Historical perspective
Professions that involve leading emergency responses often include formal training in leadership. In the United States, leadership training is provided to senior leadership in wildland firefighting, whereas the military services teach leadership through progressive training, education, and experiences. , Public health leadership training, in contrast, focuses on managing organizations that provide traditional public health functions, including epidemiology and laboratory investigations, sanitation, and immunization. Although tabletop exercises have illustrated the importance of public health leadership, preparing public health officials to lead those responses has not received comparable attention.
This shortfall was illustrated in the Top Officials (TOPOFF) 2000, a congressionally mandated national exercise to assess the nation’s response to simultaneous terrorist threats and acts across several regions in the United States. One component was a simulated bioterrorism attack in Denver using plague. Observers noted failures in crisis leadership, including reliance on massive, interminable conference calls, inability to make critical decisions, and failure to avoid leader exhaustion. The subsequent 2001 anthrax attacks also showed that traditional public health decision-making processes were not adequate for complex, fast-moving emergencies.

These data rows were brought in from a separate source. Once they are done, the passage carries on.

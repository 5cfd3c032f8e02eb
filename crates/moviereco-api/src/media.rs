//! TMDB image CDN URLs.

/// Poster size prefix.
pub const POSTER_BASE_URL: &str = "https://image.tmdb.org/t/p/w500";

/// Backdrop size prefix.
pub const BACKDROP_BASE_URL: &str = "https://image.tmdb.org/t/p/original";

/// Local image shown when a movie has no poster.
pub const POSTER_PLACEHOLDER: &str = "../assets/images/placeholder.jpg";

/// Local image shown when a movie has no backdrop.
pub const BACKDROP_PLACEHOLDER: &str = "assets/images/placeholder-backdrop.jpg";

/// Poster URL for a TMDB path fragment such as `/abc.jpg`.
#[must_use]
pub fn poster_url(path: Option<&str>) -> String {
    compose(POSTER_BASE_URL, POSTER_PLACEHOLDER, path)
}

/// Backdrop URL for a TMDB path fragment.
#[must_use]
pub fn backdrop_url(path: Option<&str>) -> String {
    compose(BACKDROP_BASE_URL, BACKDROP_PLACEHOLDER, path)
}

fn compose(base: &str, placeholder: &str, path: Option<&str>) -> String {
    match path {
        Some(p) if !p.is_empty() => format!("{base}{p}"),
        _ => String::from(placeholder),
    }
}

#[cfg(test)]
mod tests {
    use super::*;

    #[test]
    fn test_poster_url_with_path() {
        // Arrange & Act
        let url = poster_url(Some("/kqjL17yufvn9OVLyXYpvtyrFfak.jpg"));

        // Assert
        assert_eq!(
            url,
            "https://image.tmdb.org/t/p/w500/kqjL17yufvn9OVLyXYpvtyrFfak.jpg"
        );
    }

    #[test]
    fn test_missing_or_empty_path_uses_placeholder() {
        // Arrange & Act & Assert
        assert_eq!(poster_url(None), POSTER_PLACEHOLDER);
        assert_eq!(poster_url(Some("")), POSTER_PLACEHOLDER);
        assert_eq!(backdrop_url(None), BACKDROP_PLACEHOLDER);
    }

    #[test]
    fn test_backdrop_uses_original_size() {
        // Arrange & Act
        let url = backdrop_url(Some("/bg.jpg"));

        // Assert
        assert_eq!(url, "https://image.tmdb.org/t/p/original/bg.jpg");
    }
}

The U.S. Government Accountability Office (GAO) found that the Centers for Disease Control and Prevention (CDC), which led the public health response, was hampered because at that time the agency’s leadership lacked formal protocols for making timely crisis-management decisions (although the agency has since implemented a robust emergency-management infrastructure and exercise program). ,
Public health educators and practitioners have defined competencies for public health emergency leadership as familiarity with public health roles, command systems, and emergency response plans. , Current assessments of public health emergency leadership in exercises focus on completion of tasks (identify activities to be performed, interact with relevant officials, identify one’s authorities, gather necessary resources, assist special needs populations, etc.) and scientific competencies involving knowledge of threats and hazards, clinical care, and epidemiologic investigation. Although the Incident Command System (ICS) has been adapted for use in public health programs, ICS training curricula in public health settings typically focus on ICS organization and roles rather than leadership challenges faced by public health incident leaders.
Current practice
The practice of leadership in public health emergencies can be informed by assessing crisis leadership attributes in other professions including aviation, military, police and fire services, nuclear power plant operations, and mining.
Aircrew Captains
Simulator-based research of aircrew performance during aviation emergencies has shown that crew-leader personality affects crew performance, particularly in critical, high-workload situations. Crews led by successful crisis leaders made fewer errors and were more likely to successfully resolve the emergency. Aircrews led by captains with a constellation of traits nicknamed “the right stuff” (including self-confidence, striving for excellence, and interpersonal warmth) also reported less stress compared with crew members led by other personality types. ,
Crew Resource Management (CRM) originally was developed in aviation to reduce crew error and better use human resources among the flight deck crew. The traits identified in successful aircraft captains using CRM include decisiveness, the ability to maintain awareness of the situation, and willingness to receive input from other crew members. CRM has been successfully adapted to the medical setting and used in emergency departments, operating rooms, and by delivery staff. Adaptation of CRM principles and tactics to public health crisis leadership is possible through training and simulated exercises.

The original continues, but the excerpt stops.